I’ve heard from many gardeners over the years when their zucchini plants drop their blossoms before setting fruit or when the new fruit dries up. It’s alarming, but it’s not unusual. Many plants drop their blossoms, but because zucchini blossoms are so large, they’re more noticeable.
Blossoms drop differently, depending on whether they’re a male or female flower. Male flowers drop when they shed their pollen; female flowers drop if they’re not pollinated.
Early in the season, zucchini (and other plants like cucumbers) may produce a dozen or more blooms, but these are usually the male flowers, the ones with the pollen, Without female flowers, there isn’t a need for the pollen.
Sometimes female flowers bloom before the male flowers, so there’s no pollen available. Without pollination, the female flowers will dry up and fall off.

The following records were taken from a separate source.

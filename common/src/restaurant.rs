//! Restaurant snapshots as returned by the listing endpoint.

use chrono::{NaiveTime, Weekday};
use serde::{Deserialize, Serialize};

use crate::reference_data::{Ambience, Cuisine};

/// Identifies a restaurant inside one fetched result set.
///
/// The listing endpoint does not always send ids; rows without one are keyed
/// by their position, which is stable for the lifetime of the snapshot.
#[derive(Debug, Clone, Copy, PartialEq, Eq, Hash, PartialOrd, Ord, Serialize, Deserialize)]
pub enum RestaurantKey {
    Id(u64),
    Position(usize),
}

impl std::fmt::Display for RestaurantKey {
    fn fmt(&self, f: &mut std::fmt::Formatter<'_>) -> std::fmt::Result {
        match self {
            Self::Id(id) => write!(f, "id-{id}"),
            Self::Position(position) => write!(f, "pos-{position}"),
        }
    }
}

#[derive(Debug, Clone, PartialEq, Serialize, Deserialize)]
pub struct Restaurant {
    #[serde(default)]
    pub id: Option<u64>,
    pub name: String,
    #[serde(default)]
    pub cuisine: Vec<String>,
    #[serde(default)]
    pub ambience: Vec<String>,
    #[serde(default)]
    pub rating: f64,
    #[serde(default)]
    pub city: String,
    #[serde(default)]
    pub price_range: Option<i64>,
    #[serde(flatten)]
    pub amenities: Amenities,
    #[serde(default)]
    pub latitude: Option<f64>,
    #[serde(default)]
    pub longitude: Option<f64>,
    #[serde(flatten)]
    pub hours: OpeningHours,
}

impl Restaurant {
    pub fn key(&self, position: usize) -> RestaurantKey {
        match self.id {
            Some(id) => RestaurantKey::Id(id),
            None => RestaurantKey::Position(position),
        }
    }

    pub fn coordinates(&self) -> Option<(f64, f64)> {
        Some((self.latitude?, self.longitude?))
    }

    /// Case-insensitive substring match on the name. An empty needle matches everything.
    pub fn name_matches(&self, needle: &str) -> bool {
        self.name.to_lowercase().contains(&needle.to_lowercase())
    }
}

/// Keeps the restaurants whose name contains `needle`, in their original order.
pub fn filter_by_name<'a>(restaurants: &'a [Restaurant], needle: &str) -> Vec<&'a Restaurant> {
    restaurants.iter().filter(|r| r.name_matches(needle)).collect()
}

/// Boolean restaurant attributes, in display order.
#[derive(Debug, Clone, Copy, PartialEq, Eq, Hash, PartialOrd, Ord, Serialize, Deserialize)]
pub enum Amenity {
    Delivery,
    GoodForKids,
    GoodForGroups,
    TakeOut,
    Reservations,
    OutdoorSeating,
    WheelchairAccessible,
    BikeParking,
    CreditCardsAccepted,
    HappyHour,
    DogsAllowed,
    Sustainable,
}

impl Amenity {
    pub const ALL: [Amenity; 12] = [
        Amenity::Delivery,
        Amenity::GoodForKids,
        Amenity::GoodForGroups,
        Amenity::TakeOut,
        Amenity::Reservations,
        Amenity::OutdoorSeating,
        Amenity::WheelchairAccessible,
        Amenity::BikeParking,
        Amenity::CreditCardsAccepted,
        Amenity::HappyHour,
        Amenity::DogsAllowed,
        Amenity::Sustainable,
    ];

    /// Field name used both in the listing JSON and in the filter query.
    pub fn key(self) -> &'static str {
        match self {
            Amenity::Delivery => "delivery",
            Amenity::GoodForKids => "good_for_kids",
            Amenity::GoodForGroups => "good_for_groups",
            Amenity::TakeOut => "take_out",
            Amenity::Reservations => "reservations",
            Amenity::OutdoorSeating => "outdoor_seating",
            Amenity::WheelchairAccessible => "wheelchair_accessible",
            Amenity::BikeParking => "bike_parking",
            Amenity::CreditCardsAccepted => "credit_cards_accepted",
            Amenity::HappyHour => "happy_hour",
            Amenity::DogsAllowed => "dogs_allowed",
            Amenity::Sustainable => "sustainable",
        }
    }

    pub fn label(self) -> &'static str {
        match self {
            Amenity::Delivery => "Delivery",
            Amenity::GoodForKids => "Good for Kids",
            Amenity::GoodForGroups => "Good for Groups",
            Amenity::TakeOut => "Take Out",
            Amenity::Reservations => "Reservations",
            Amenity::OutdoorSeating => "Outdoor Seating",
            Amenity::WheelchairAccessible => "Wheelchair Accessible",
            Amenity::BikeParking => "Bike Parking",
            Amenity::CreditCardsAccepted => "Credit Cards Accepted",
            Amenity::HappyHour => "Happy Hour",
            Amenity::DogsAllowed => "Dogs Allowed",
            Amenity::Sustainable => "Sustainable",
        }
    }
}

/// Amenity flags of a restaurant; `None` when the server does not know.
#[derive(Debug, Clone, PartialEq, Default, Serialize, Deserialize)]
#[serde(default)]
pub struct Amenities {
    pub delivery: Option<bool>,
    pub good_for_kids: Option<bool>,
    pub good_for_groups: Option<bool>,
    pub take_out: Option<bool>,
    pub reservations: Option<bool>,
    pub outdoor_seating: Option<bool>,
    pub wheelchair_accessible: Option<bool>,
    pub bike_parking: Option<bool>,
    pub credit_cards_accepted: Option<bool>,
    pub happy_hour: Option<bool>,
    pub dogs_allowed: Option<bool>,
    pub sustainable: Option<bool>,
}

impl Amenities {
    pub fn get(&self, amenity: Amenity) -> Option<bool> {
        match amenity {
            Amenity::Delivery => self.delivery,
            Amenity::GoodForKids => self.good_for_kids,
            Amenity::GoodForGroups => self.good_for_groups,
            Amenity::TakeOut => self.take_out,
            Amenity::Reservations => self.reservations,
            Amenity::OutdoorSeating => self.outdoor_seating,
            Amenity::WheelchairAccessible => self.wheelchair_accessible,
            Amenity::BikeParking => self.bike_parking,
            Amenity::CreditCardsAccepted => self.credit_cards_accepted,
            Amenity::HappyHour => self.happy_hour,
            Amenity::DogsAllowed => self.dogs_allowed,
            Amenity::Sustainable => self.sustainable,
        }
    }
}

/// Per-day opening and closing times (`HH:MM:SS` on the wire).
#[derive(Debug, Clone, PartialEq, Default, Serialize, Deserialize)]
#[serde(default)]
pub struct OpeningHours {
    pub monday_open: Option<NaiveTime>,
    pub monday_close: Option<NaiveTime>,
    pub tuesday_open: Option<NaiveTime>,
    pub tuesday_close: Option<NaiveTime>,
    pub wednesday_open: Option<NaiveTime>,
    pub wednesday_close: Option<NaiveTime>,
    pub thursday_open: Option<NaiveTime>,
    pub thursday_close: Option<NaiveTime>,
    pub friday_open: Option<NaiveTime>,
    pub friday_close: Option<NaiveTime>,
    pub saturday_open: Option<NaiveTime>,
    pub saturday_close: Option<NaiveTime>,
    pub sunday_open: Option<NaiveTime>,
    pub sunday_close: Option<NaiveTime>,
}

impl OpeningHours {
    /// `(open, close)` for the given weekday.
    pub fn for_day(&self, day: Weekday) -> (Option<NaiveTime>, Option<NaiveTime>) {
        match day {
            Weekday::Mon => (self.monday_open, self.monday_close),
            Weekday::Tue => (self.tuesday_open, self.tuesday_close),
            Weekday::Wed => (self.wednesday_open, self.wednesday_close),
            Weekday::Thu => (self.thursday_open, self.thursday_close),
            Weekday::Fri => (self.friday_open, self.friday_close),
            Weekday::Sat => (self.saturday_open, self.saturday_close),
            Weekday::Sun => (self.sunday_open, self.sunday_close),
        }
    }

    #[cfg(test)]
    pub fn set_day(&mut self, day: Weekday, open: Option<NaiveTime>, close: Option<NaiveTime>) {
        let (o, c) = match day {
            Weekday::Mon => (&mut self.monday_open, &mut self.monday_close),
            Weekday::Tue => (&mut self.tuesday_open, &mut self.tuesday_close),
            Weekday::Wed => (&mut self.wednesday_open, &mut self.wednesday_close),
            Weekday::Thu => (&mut self.thursday_open, &mut self.thursday_close),
            Weekday::Fri => (&mut self.friday_open, &mut self.friday_close),
            Weekday::Sat => (&mut self.saturday_open, &mut self.saturday_close),
            Weekday::Sun => (&mut self.sunday_open, &mut self.sunday_close),
        };
        *o = open;
        *c = close;
    }
}

/// Envelope of `GET /api/restaurants/`.
#[derive(Debug, Clone, PartialEq, Default, Serialize, Deserialize)]
pub struct RestaurantListing {
    pub restaurants: Vec<Restaurant>,
    #[serde(default)]
    pub cuisines: Vec<Cuisine>,
    #[serde(default)]
    pub ambiences: Vec<Ambience>,
}

#[cfg(test)]
pub(crate) fn sample_restaurant(name: &str) -> Restaurant {
    Restaurant {
        id: None,
        name: name.to_string(),
        cuisine: vec![],
        ambience: vec![],
        rating: 0.0,
        city: String::new(),
        price_range: None,
        amenities: Amenities::default(),
        latitude: None,
        longitude: None,
        hours: OpeningHours::default(),
    }
}

#[cfg(test)]
mod tests {
    use super::*;

    const LISTING_JSON: &str = r#"{
        "restaurants": [
            {
                "name": "Trattoria Roma",
                "cuisine": ["Italian", "Pizza"],
                "ambience": ["casual"],
                "rating": 4.5,
                "city": "Philadelphia",
                "price_range": 2,
                "delivery": true,
                "good_for_kids": null,
                "outdoor_seating": false,
                "latitude": 39.95,
                "longitude": -75.16,
                "monday_open": "09:00:00",
                "monday_close": "17:00:00",
                "sunday_open": null,
                "sunday_close": null
            },
            {
                "id": 7,
                "name": "Bare Minimum",
                "rating": 3.0,
                "city": "Tampa",
                "price_range": null,
                "latitude": null,
                "longitude": null
            }
        ]
    }"#;

    #[test]
    fn decodes_listing_envelope() {
        let listing: RestaurantListing = serde_json::from_str(LISTING_JSON).unwrap();
        assert_eq!(listing.restaurants.len(), 2);
        assert!(listing.cuisines.is_empty());

        let roma = &listing.restaurants[0];
        assert_eq!(roma.cuisine, vec!["Italian", "Pizza"]);
        assert_eq!(roma.price_range, Some(2));
        assert_eq!(roma.amenities.get(Amenity::Delivery), Some(true));
        assert_eq!(roma.amenities.get(Amenity::GoodForKids), None);
        assert_eq!(roma.amenities.get(Amenity::OutdoorSeating), Some(false));
        assert_eq!(roma.coordinates(), Some((39.95, -75.16)));
        let (open, close) = roma.hours.for_day(Weekday::Mon);
        assert_eq!(open, NaiveTime::from_hms_opt(9, 0, 0));
        assert_eq!(close, NaiveTime::from_hms_opt(17, 0, 0));
        assert_eq!(roma.hours.for_day(Weekday::Sun), (None, None));

        let bare = &listing.restaurants[1];
        assert_eq!(bare.id, Some(7));
        assert_eq!(bare.price_range, None);
        assert_eq!(bare.coordinates(), None);
        assert!(bare.cuisine.is_empty());
    }

    #[test]
    fn key_prefers_server_id() {
        let mut r = sample_restaurant("A");
        assert_eq!(r.key(3), RestaurantKey::Position(3));
        r.id = Some(42);
        assert_eq!(r.key(3), RestaurantKey::Id(42));
    }

    #[test]
    fn name_filter_is_case_insensitive() {
        let list = vec![sample_restaurant("Blue Fin"), sample_restaurant("Red Lobster"), sample_restaurant("bluebird cafe")];
        let names: Vec<_> = filter_by_name(&list, "BLUE").into_iter().map(|r| r.name.as_str()).collect();
        assert_eq!(names, vec!["Blue Fin", "bluebird cafe"]);
        assert_eq!(filter_by_name(&list, "").len(), 3);
    }

    #[test]
    fn set_day_round_trips_through_for_day() {
        let mut hours = OpeningHours::default();
        let open = NaiveTime::from_hms_opt(11, 30, 0);
        hours.set_day(Weekday::Thu, open, None);
        assert_eq!(hours.for_day(Weekday::Thu), (open, None));
        assert_eq!(hours.thursday_open, open);
    }
}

Weather plays a role in pollination, too. If the weather isn’t dry and warm enough, bees might not be around to help move pollen from the male flowers to the female flowers. Other reasons for plants dropping their blossoms include too little or too much water and poor soil conditions.
Have you noticed poor fruit set on your zucchini plants? If so, you may need to start pollinating by hand. Here’s how:
- Start early in the morning when pollen is available. Locate freshly opened male and female flowers. (Male flowers are the ones with short stems; female flowers are the ones with longer stems and a zucchini fruit shape at their base.)
- Clip off a male flower and remove the petals.
- Gently touch or roll the pollen from the male flower onto the stigma in the center of the female flower. (If you prefer, you can also leave the male flower in place and use a cotton swab or small paintbrush to make the pollen transfer.)
- Repeat the process on other zucchini plants.
Before long, you’ll have to get busy and use your hands in another way–to start picking the bushels of fruit and using them in the kitchen.